Official Statement on Violation of the Right to Sustainable Development and to Healthy Environment


Case 40-2018: Japan & Prime Minister Shinzo Abe

Official Statement on Violation of the Right to Sustainable Development and to Healthy Environment

The Buddhist Tribunal on Human Rights, on June 22, 2018, decides to reaffirm once again that Buddhist Spirituality does not endorse the illegal and immoral behavior of the government of Japan, which continues to violate International Law in the name of science by means of acts of Ecocide against hundreds of whales in the Southern Ocean, despite the fact that many of them were young and pregnant.
As a result, the Buddhist Tribunal on Human Rights reaffirms that these ecocidal actions constitute a violation of the human right to sustainable development, since this kind of commercial enterprise has a huge impact on natural resources, not allowing the Biosphere to absorb such an impact. Actually, Japan's actions point to an unbridled economic growth that can produce an extinction of fundamental species, so that its actions are contrary to the increasing of the quality of life and social welfare, wasting or depleting renewable natural resources in which human life is sustained, so that it is a clear deterioration or injury of the environment and a violation of the right of future generations to use ecosystems for the satisfaction of their basic needs.
The Buddhist Tribunal on Human Rights seeks that the States take advantage of natural resources but ensuring sustainable development, by preserving or replacing resources, preventing and controlling environmental deterioration, which is why the legal ethical sanction has been imposed on the government of Japan so that it ceases its ecocidal activities and repairs the damage caused to nature. The Buddhist Tribunal on Human Rights does not intend that Japan does not use its fishing resources, but it recalls two fundamental issues: 1) Whales are not fish, but are highly evolved beings with an intrinsic dignity as important as human dignity; 2) Natural resources should not be depredated but should be used coherently, so that nature should always be given the opportunity to regenerate itself, making economic progress compatible with the well-being of ecosystems as the common heritage of humanity.
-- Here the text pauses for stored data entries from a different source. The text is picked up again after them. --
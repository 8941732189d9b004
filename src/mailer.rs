//! Mail operations shared by both front ends
//!
//! Each operation normalizes and validates its input, resolves auth headers
//! once, then talks to the transport. Rejections and upstream failures are
//! returned as result values; only missing credentials or malformed required
//! fields surface as [`AppError`].

use std::sync::Arc;

use schemars::JsonSchema;
use serde::{Deserialize, Serialize};
use tracing::{Instrument, debug, info, info_span, warn};
use uuid::Uuid;

use crate::auth::{TokenCache, auth_headers};
use crate::delivery::{Delivery, DeliveryMode, DeliveryResult, dispatch, reject_invalid};
use crate::errors::{AppError, AppResult};
use crate::fetch::{FetchQuery, FetchResult, FetchedMail, get_request, list_request};
use crate::graph::{GraphClient, MailTransport, Operation, UpstreamError, UpstreamRequest};
use crate::models::{DeleteEmailInput, ForwardEmailInput, ReplyEmailInput, SendEmailInput};
use crate::payload::build_reply_payload;
use crate::recipients::Recipients;

/// Outcome of a single-call operation (reply, delete)
#[derive(Debug, Clone, PartialEq, Eq, Serialize, Deserialize, JsonSchema)]
#[serde(tag = "status", rename_all = "lowercase")]
pub enum OperationOutcome {
    Success { message: String },
    Error { message: String },
}

impl OperationOutcome {
    pub fn message(&self) -> &str {
        match self {
            Self::Success { message } | Self::Error { message } => message,
        }
    }
}

/// Mail operations over one transport and token cache
pub struct MailService<T = GraphClient> {
    transport: T,
    tokens: Arc<dyn TokenCache>,
    fanout_concurrency: usize,
}

impl<T: MailTransport> MailService<T> {
    pub fn new(transport: T, tokens: Arc<dyn TokenCache>, fanout_concurrency: usize) -> Self {
        Self {
            transport,
            tokens,
            fanout_concurrency: fanout_concurrency.max(1),
        }
    }

    #[cfg(test)]
    pub fn transport(&self) -> &T {
        &self.transport
    }

    /// Send a new message in group or individual mode
    pub async fn send(&self, input: &SendEmailInput) -> AppResult<DeliveryResult> {
        let span = info_span!("send_email", operation_id = %Uuid::new_v4());
        async {
            let recipients = Recipients::from_inputs(
                Some(&input.recipient),
                input.cc.as_ref(),
                input.bcc.as_ref(),
            );
            let delivery = Delivery::NewMessage {
                subject: input.subject.clone(),
                body: input.body.clone(),
                content_type: input.content_type,
            };
            self.deliver(&delivery, &recipients, DeliveryMode::from_flag(input.send_individual))
                .await
        }
        .instrument(span)
        .await
    }

    /// Forward an existing message in group or individual mode
    pub async fn forward(&self, input: &ForwardEmailInput) -> AppResult<DeliveryResult> {
        let span = info_span!("forward_email", operation_id = %Uuid::new_v4());
        async {
            let message_id = required("email_id", &input.email_id)?;
            if let Some(content_type) = input.content_type {
                debug!(?content_type, "forward content type ignored; comment is sent as-is");
            }
            let recipients = Recipients::from_inputs(
                Some(&input.recipient),
                input.cc.as_ref(),
                input.bcc.as_ref(),
            );
            let delivery = Delivery::Forward {
                message_id: message_id.to_owned(),
                comment: input.additional_message.clone(),
            };
            self.deliver(&delivery, &recipients, DeliveryMode::from_flag(input.send_individual))
                .await
        }
        .instrument(span)
        .await
    }

    async fn deliver(
        &self,
        delivery: &Delivery,
        recipients: &Recipients,
        mode: DeliveryMode,
    ) -> AppResult<DeliveryResult> {
        if let Some(rejection) = reject_invalid(delivery, recipients) {
            info!(reason = %rejection.summary(), "delivery rejected before dispatch");
            return Ok(rejection);
        }
        let auth = auth_headers(self.tokens.as_ref())?;
        let result = dispatch(
            &self.transport,
            &auth,
            delivery,
            recipients,
            mode,
            self.fanout_concurrency,
        )
        .await;
        info!(?mode, summary = %result.summary(), "delivery finished");
        Ok(result)
    }

    pub async fn reply(&self, input: &ReplyEmailInput) -> AppResult<OperationOutcome> {
        let span = info_span!("reply_email", operation_id = %Uuid::new_v4());
        async {
            let message_id = required("email_id", &input.email_id)?;
            let request = UpstreamRequest::new(Operation::Reply {
                message_id: message_id.to_owned(),
            })
            .with_json(&build_reply_payload(&input.reply_message, input.content_type));
            let outcome = match request {
                Ok(request) => {
                    self.single_call(request, "Reply sent successfully.", "Error sending reply")
                        .await?
                }
                Err(err) => failed("Error sending reply", &err),
            };
            Ok(outcome)
        }
        .instrument(span)
        .await
    }

    pub async fn delete(&self, input: &DeleteEmailInput) -> AppResult<OperationOutcome> {
        let span = info_span!("delete_email", operation_id = %Uuid::new_v4());
        async {
            let message_id = required("email_id", &input.email_id)?;
            let request = UpstreamRequest::new(Operation::Delete {
                message_id: message_id.to_owned(),
            });
            self.single_call(request, "Email deleted successfully.", "Error deleting email")
                .await
        }
        .instrument(span)
        .await
    }

    async fn single_call(
        &self,
        request: UpstreamRequest,
        success: &str,
        failure_context: &str,
    ) -> AppResult<OperationOutcome> {
        let auth = auth_headers(self.tokens.as_ref())?;
        match self.transport.call(request, &auth).await {
            Ok(_) => Ok(OperationOutcome::Success {
                message: success.to_owned(),
            }),
            Err(err) => {
                warn!(error = %err, "{failure_context}");
                Ok(failed(failure_context, &err))
            }
        }
    }

    /// Look up one message by id, or list a folder with filters
    pub async fn fetch(&self, query: &FetchQuery) -> AppResult<FetchResult> {
        let span = info_span!("fetch_emails", operation_id = %Uuid::new_v4());
        async {
            let auth = auth_headers(self.tokens.as_ref())?;
            let result = match query.lookup_id() {
                Some(message_id) => {
                    match self.transport.call(get_request(message_id), &auth).await {
                        Ok(email) => FetchResult::Success(FetchedMail::single(email)),
                        Err(err) => fetch_failed("Error fetching email", &err),
                    }
                }
                None => match self.transport.call(list_request(query), &auth).await {
                    Ok(response) => FetchResult::Success(FetchedMail::listing(response, query)),
                    Err(err) => fetch_failed("Error fetching emails", &err),
                },
            };
            Ok(result)
        }
        .instrument(span)
        .await
    }
}

fn required<'a>(field: &str, value: &'a str) -> AppResult<&'a str> {
    let trimmed = value.trim();
    if trimmed.is_empty() {
        return Err(AppError::InvalidInput(format!("{field} is required")));
    }
    Ok(trimmed)
}

/// Status errors keep the upstream text; transport errors get `context`
fn failure_text(context: &str, err: &UpstreamError) -> String {
    match err {
        UpstreamError::Status { .. } => err.to_string(),
        UpstreamError::Transport(msg) => format!("{context}: {msg}"),
    }
}

fn failed(context: &str, err: &UpstreamError) -> OperationOutcome {
    OperationOutcome::Error {
        message: failure_text(context, err),
    }
}

fn fetch_failed(context: &str, err: &UpstreamError) -> FetchResult {
    warn!(error = %err, "{context}");
    FetchResult::Error {
        message: failure_text(context, err),
    }
}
The Buddhist Tribunal on Human Rights has the socioecological function of compelling all States and citizens of the world to protect cultural and natural riches, protecting natural resources and ensuring the conservation and protection of the environment, since ecosystems are inalienable, imprescriptible and immune from distraint.
The Buddhist Tribunal on Human Rights consecrates that all human beings have the right to enjoy a healthy environment, so that it is guaranteed the fact that the spiritual community (sangha) will participate in the decisions and acts that may affect it. In this way, it is concluded that Japan is violating its duty to protect biodiversity and the integrity of the environment, because it goes against the conservation of species of ecological significance. This violation of the human right to a healthy environment is fundamentally related to the right to life, which can only be guaranteed and enjoyed in conditions of quality, integrity and harmony.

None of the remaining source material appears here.